Some other reference sites to check are:

Horse & Mule Trail Guide USA: Trails, Campgrounds, Overnight in Montana

Back Country Horsemen of Montana

I sometimes join the Back country Horsemen on their chapter rides, Same for the local Foxtrotter club. Check the calendars for any group that you may have an interest in riding with.

I have camped and ridden a lot in the area south of Yellowstone. Most national forest allow some dispersed camping, Where you can just pull off the road into the trees and camp. Here is a photo of my rig in the forest near the South West corner of Yellowstone.









We just highline the horses and primative camp in the trailer.

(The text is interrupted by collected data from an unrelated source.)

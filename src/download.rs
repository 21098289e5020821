use std::path::PathBuf;
use std::sync::{Arc, OnceLock};

use async_trait::async_trait;
use regex::Regex;
use serde::{Deserialize, Serialize};
use thiserror::Error;

use crate::apis::{ArchiveApi, PaperId, RawResponse};

pub const DEFAULT_PDF_FILENAME: &str = "paper.pdf";
pub const ARCHIVE_FILENAME: &str = "cbse_papers.zip";

const PDF_CONTENT_TYPE: &str = "application/pdf";
const ZIP_CONTENT_TYPE: &str = "application/zip";

/// Something the user should see once a download settles.
#[derive(Debug, Clone, PartialEq, Eq, Serialize)]
#[serde(tag = "kind", rename_all = "snake_case")]
pub enum Notice {
    Success { message: String },
    Error { message: String },
    /// Direct delivery failed; the user has to fetch the document from `url` themselves.
    Fallback { url: String },
}

impl Notice {
    pub fn success(message: impl Into<String>) -> Self {
        Notice::Success { message: message.into() }
    }

    pub fn error(message: impl Into<String>) -> Self {
        Notice::Error { message: message.into() }
    }
}

/// Where download progress and outcomes are reported.
pub trait DownloadView: Send + Sync {
    fn show_loading(&self, message: &str);
    fn hide_loading(&self);
    fn notify(&self, notice: Notice);
}

#[derive(Debug, Error)]
pub enum SaveError {
    #[error("IO error: {0}")]
    Io(#[from] std::io::Error),
    #[error("Invalid filename: {0}")]
    InvalidName(String),
}

/// The save-as step: hand a finished blob to the user under `filename`.
#[async_trait]
pub trait SaveAs: Send + Sync {
    async fn save(&self, filename: &str, bytes: &[u8]) -> Result<PathBuf, SaveError>;
}

/// JSON body returned instead of a document.
#[derive(Debug, Default, Deserialize)]
struct FallbackPayload {
    source_url: Option<String>,
    error: Option<String>,
    #[serde(default)]
    failed_papers: Vec<serde_json::Value>,
}

#[derive(Debug, Clone, PartialEq, Eq)]
pub enum BulkOutcome {
    /// Archive saved; the caller clears the selection.
    Saved(PathBuf),
    Failed,
    /// Nothing was selected, no request was made.
    Rejected,
}

fn filename_regex() -> &'static Regex {
    static RE: OnceLock<Regex> = OnceLock::new();
    RE.get_or_init(|| {
        // A quoted value (either quote style) or everything up to the next ';'
        Regex::new(r#"filename[^;=\n]*=("[^"\n]*"|'[^'\n]*'|[^;\n]*)"#)
            .unwrap_or_else(|e| panic!("invalid filename pattern: {}", e))
    })
}

/// Filename from a Content-Disposition value with quote characters stripped,
/// or `paper.pdf` when absent or empty.
pub fn disposition_filename(header: Option<&str>) -> String {
    header
        .and_then(|h| filename_regex().captures(h))
        .and_then(|caps| caps.get(1))
        .map(|m| m.as_str().replace(['"', '\''], ""))
        .filter(|name| !name.is_empty())
        .unwrap_or_else(|| DEFAULT_PDF_FILENAME.to_string())
}

/// Runs single and bulk downloads against the archive and reports to a view.
pub struct DownloadOrchestrator {
    api: Arc<dyn ArchiveApi>,
    saver: Arc<dyn SaveAs>,
}

impl DownloadOrchestrator {
    pub fn new(api: Arc<dyn ArchiveApi>, saver: Arc<dyn SaveAs>) -> Self {
        Self { api, saver }
    }

    /// Download one paper. Returns the saved path when a PDF was delivered.
    pub async fn download(&self, paper_id: PaperId, view: &dyn DownloadView) -> Option<PathBuf> {
        view.show_loading("Downloading PDF...");
        let outcome = self.download_inner(paper_id).await;
        view.hide_loading();

        match outcome {
            Ok(SingleOutcome::Saved(path)) => {
                tracing::info!("Saved paper {} to {}", paper_id, path.display());
                view.notify(Notice::success("PDF downloaded successfully!"));
                Some(path)
            }
            Ok(SingleOutcome::Notice(notice)) => {
                view.notify(notice);
                None
            }
            Ok(SingleOutcome::Silent) => {
                tracing::warn!("Download of paper {} returned neither a PDF nor an error", paper_id);
                None
            }
            Err(e) => {
                tracing::warn!("Error downloading paper {}: {}", paper_id, e);
                view.notify(Notice::error("Failed to download paper. Please try again."));
                None
            }
        }
    }

    async fn download_inner(&self, paper_id: PaperId) -> Result<SingleOutcome, DownloadFailure> {
        let resp = self.api.download(paper_id).await?;

        if resp.is_success() && resp.content_type_contains(PDF_CONTENT_TYPE) {
            let filename = disposition_filename(resp.content_disposition.as_deref());
            let path = self.saver.save(&filename, &resp.body).await?;
            return Ok(SingleOutcome::Saved(path));
        }

        let payload: FallbackPayload = resp.json()?;
        if let Some(url) = payload.source_url {
            return Ok(SingleOutcome::Notice(Notice::Fallback { url }));
        }
        if resp.is_success() {
            Ok(payload
                .error
                .map(|e| SingleOutcome::Notice(Notice::error(e)))
                .unwrap_or(SingleOutcome::Silent))
        } else {
            let message = payload
                .error
                .unwrap_or_else(|| "Failed to download paper".to_string());
            Ok(SingleOutcome::Notice(Notice::error(message)))
        }
    }

    /// Download `ids` as one ZIP archive.
    pub async fn download_multiple(&self, ids: &[PaperId], view: &dyn DownloadView) -> BulkOutcome {
        if ids.is_empty() {
            view.notify(Notice::error("No papers selected"));
            return BulkOutcome::Rejected;
        }

        view.show_loading(&format!(
            "Downloading {} papers as ZIP... This may take a moment.",
            ids.len()
        ));
        let resp = self.api.download_multiple(ids).await;
        view.hide_loading();

        match self.settle_bulk(resp).await {
            Ok(Ok(path)) => {
                tracing::info!("Saved {} papers to {}", ids.len(), path.display());
                view.notify(Notice::success("ZIP file downloaded successfully!"));
                BulkOutcome::Saved(path)
            }
            Ok(Err(notice)) => {
                view.notify(notice);
                BulkOutcome::Failed
            }
            Err(e) => {
                tracing::warn!("Error downloading {} papers: {}", ids.len(), e);
                view.notify(Notice::error("Failed to download papers. Please try again."));
                BulkOutcome::Failed
            }
        }
    }

    async fn settle_bulk(
        &self,
        resp: Result<RawResponse, crate::apis::ApiError>,
    ) -> Result<Result<PathBuf, Notice>, DownloadFailure> {
        let resp = resp?;

        if !resp.is_success() {
            let payload: FallbackPayload = resp.json()?;
            let message = payload
                .error
                .unwrap_or_else(|| "Failed to download papers".to_string());
            return Ok(Err(Notice::error(message)));
        }

        if resp.content_type_contains(ZIP_CONTENT_TYPE) {
            let path = self.saver.save(ARCHIVE_FILENAME, &resp.body).await?;
            return Ok(Ok(path));
        }

        let payload: FallbackPayload = resp.json()?;
        if !payload.failed_papers.is_empty() {
            tracing::warn!("Archive reported {} failed papers", payload.failed_papers.len());
            return Ok(Err(Notice::error(
                "Could not download some papers. Please try downloading them individually.",
            )));
        }
        let message = payload
            .error
            .unwrap_or_else(|| "Failed to create ZIP file".to_string());
        Ok(Err(Notice::error(message)))
    }
}

enum SingleOutcome {
    Saved(PathBuf),
    Notice(Notice),
    Silent,
}

#[derive(Debug, Error)]
enum DownloadFailure {
    #[error(transparent)]
    Api(#[from] crate::apis::ApiError),
    #[error(transparent)]
    Save(#[from] SaveError),
}
use super::{ApiError, ArchiveApi, Paper, PaperId, RawResponse, Region, Stats, Subject, Year};
use async_trait::async_trait;
use reqwest::header::{HeaderName, CONTENT_DISPOSITION, CONTENT_TYPE};
use serde::de::DeserializeOwned;
use serde::{Deserialize, Serialize};

/// reqwest-backed client for the archive's `/api` endpoints.
pub struct ArchiveClient {
    client: reqwest::Client,
    base_url: String,
}

#[derive(Serialize)]
struct DownloadMultipleRequest<'a> {
    paper_ids: &'a [PaperId],
}

#[derive(Deserialize)]
struct ErrorBody {
    error: Option<String>,
}

impl ArchiveClient {
    pub fn new(base_url: &str) -> Result<Self, ApiError> {
        let client = reqwest::Client::builder()
            .user_agent(concat!("paper-archive/", env!("CARGO_PKG_VERSION")))
            .build()?;
        Ok(Self {
            client,
            base_url: base_url.trim_end_matches('/').to_string(),
        })
    }

    fn url(&self, path: &str) -> String {
        format!("{}/api/{}", self.base_url, path)
    }

    async fn get_json<T: DeserializeOwned>(&self, path: &str) -> Result<T, ApiError> {
        let resp = self.client.get(self.url(path)).send().await?;
        let status = resp.status();
        if !status.is_success() {
            let body: Option<ErrorBody> = resp.json().await.ok();
            let message = body
                .and_then(|b| b.error)
                .unwrap_or_else(|| format!("{} returned {}", path, status));
            return Err(ApiError::Api(message));
        }
        Ok(resp.json().await?)
    }

    async fn into_raw(resp: reqwest::Response) -> Result<RawResponse, ApiError> {
        let status = resp.status().as_u16();
        let content_type = header_value(&resp, CONTENT_TYPE);
        let content_disposition = header_value(&resp, CONTENT_DISPOSITION);
        let body = resp.bytes().await?.to_vec();
        Ok(RawResponse {
            status,
            content_type,
            content_disposition,
            body,
        })
    }
}

fn header_value(resp: &reqwest::Response, name: HeaderName) -> Option<String> {
    resp.headers()
        .get(name)
        .and_then(|v| v.to_str().ok())
        .map(str::to_string)
}

#[async_trait]
impl ArchiveApi for ArchiveClient {
    async fn subjects(&self) -> Result<Vec<Subject>, ApiError> {
        self.get_json("subjects").await
    }

    async fn years(&self) -> Result<Vec<Year>, ApiError> {
        self.get_json("years").await
    }

    async fn regions(&self) -> Result<Vec<Region>, ApiError> {
        self.get_json("regions").await
    }

    async fn papers(&self, query: &[(&'static str, String)]) -> Result<Vec<Paper>, ApiError> {
        let resp = self
            .client
            .get(self.url("papers"))
            .query(query)
            .send()
            .await?
            .error_for_status()?;
        Ok(resp.json().await?)
    }

    async fn paper(&self, id: PaperId) -> Result<Option<Paper>, ApiError> {
        let resp = self
            .client
            .get(self.url(&format!("papers/{}", id)))
            .send()
            .await?;
        if resp.status() == 404 {
            return Ok(None);
        }
        Ok(Some(resp.error_for_status()?.json().await?))
    }

    async fn stats(&self) -> Result<Stats, ApiError> {
        self.get_json("stats").await
    }

    async fn download(&self, id: PaperId) -> Result<RawResponse, ApiError> {
        let resp = self
            .client
            .get(self.url(&format!("download/{}", id)))
            .send()
            .await?;
        Self::into_raw(resp).await
    }

    async fn download_multiple(&self, ids: &[PaperId]) -> Result<RawResponse, ApiError> {
        let resp = self
            .client
            .post(self.url("download-multiple"))
            .json(&DownloadMultipleRequest { paper_ids: ids })
            .send()
            .await?;
        Self::into_raw(resp).await
    }
}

There are numerous trails into Yellowstone park that I can suggest. In that North East corner of the park the ride up Slough Creek is spectactular.


----------



## snazmonster (Apr 21, 2010)

Thanks for the input! I will check out the sites you mentioned. I would love to hear more about trails in Yellowstone. Unfortunately the trailer ride up to Crow Agency will already be 2 days and I think to get to the NE corner of Yellowstone would be another full day? Do you go up through Red Lodge & along the Beartooth Pass? What about bears?! Please tell me more - if you have links to maps with trails marked I would LOVE to see them!


----------



## Painted Horse (Dec 29, 2006)

I'm coming up from Utah. So we either drive to Jackson Hole or West Yellowstone. I have friends with property in both areas. Some trips when I come with them we just pull through the gates of the ranches and turn the horses loose and collect them in the morning. Other times when they have family or larger groups up, we primative camp and just meet them at breakfast before heading into the park.

The park itself doesn't allow any dispearsed camping. But the forest service land around Yellowstone does. So you will have to trailer outside the park and pull into some areas managed by the Forest Service if you want to camp on public land.

There are several trails that I have ridden and enjoy. Several have trail heads just outside the park where you can park and then ride the trails into the park, others you trailer into the park and then ride.

Slough Creek in the North East section of the park.This is a 7-8 mile long trail that follows along the edge of Slough Creek. It passes through some beautiful meadows. It is mostly used by fly fisherman who hike up the trail to fish the upper reaches of Slough Creek. It's a fairly level trail with good footing. You access it from the Slough Creek Parking lot which is just off the road coming in from the Cody park entrance.

Mary Lake trail is in the Hayden Valley. We call this our Buffalo ride, Because you will always see lots of buffalo in this area. It follows up Asay creek to Mary Lake. I guess the trail goes all the way over to Old Faithful, but we have only ridden the 10 miles into Mary Lake. In and out makes a 20 mile round trip. You cross a lot of springs that spring out of the hillside and run into Asay creek. It can have a few boggy areas if you ride too early in the season. It's usually an August or September ride for us. This trail starts right on the main hiway between Canyon and Yellowstone lake, You park in one of the pull offs on the side of the hiway. It's kinda fun, as we saddle up and get ready to leave, many folks see you from their cars as they drive by. We have many many folks pull over and come ask to take our pictures. This area is mosty rolling hills. Again it has excellent footing and great place to trot or canter along.

























South East Corner of the park has numerous trails. These are accessible from the gravel road that runs along the southern edge of the park from Ashton Idaho to Flag Ranch just outside the South Entrance to Yellowstone. Some of the more popular trails lead into Bechler Meadows or Union Falls. Most of these trails need to cross one or more rivers. We usually wait until the snow melt has subsided and the rivers have dropped to lower levels before we ride these trails. Somebody always seems to come off their horse while crossing the rivers.









These trails are much more wooded. Not the big open country like the northern side of the park








But they are well worn and easy to follow









South east corner of the park.
Turpin meadows is a popular trail head. It has room to park 30+ truck/trailers. It has some corrals, water hydrants for horse water etc. From the Moran hiway take the buffalo river 7 mile long gravel road. Turpin Meadows is the end of the road. This trailhead is used mostly by packers going into Hawks Rest or riding the Throughfare trail.

South of Yellowstone we also ride alot in Grand Teton Nationa Park. From Jackson lake Lodge you can access Two Oceans trail and ride up to Grand View. for a spectacular view of the Grand Tetons








This trail rides along the edge of Emma Matilda lake and around Two Oceans lake.









I know there are some trails that come into the North West Corner of the park, off the Gallatin Highway between West Yellowstone and Bozeman, But we have never ventured that far north. But I'm sure with a little reseach you could find info on those.

What I have noticed is that folks from back east are looking for horse camps with hook ups etc. These are just not very prevalant here in the west. Most of the locals just primative camp in dispearsed camp sites. This is unfamilar to folks traveling from the east where there are no large tracts of public land. They want to call ahead and make a reservation for a space and are frustrated when they can't info on where to stay.


----------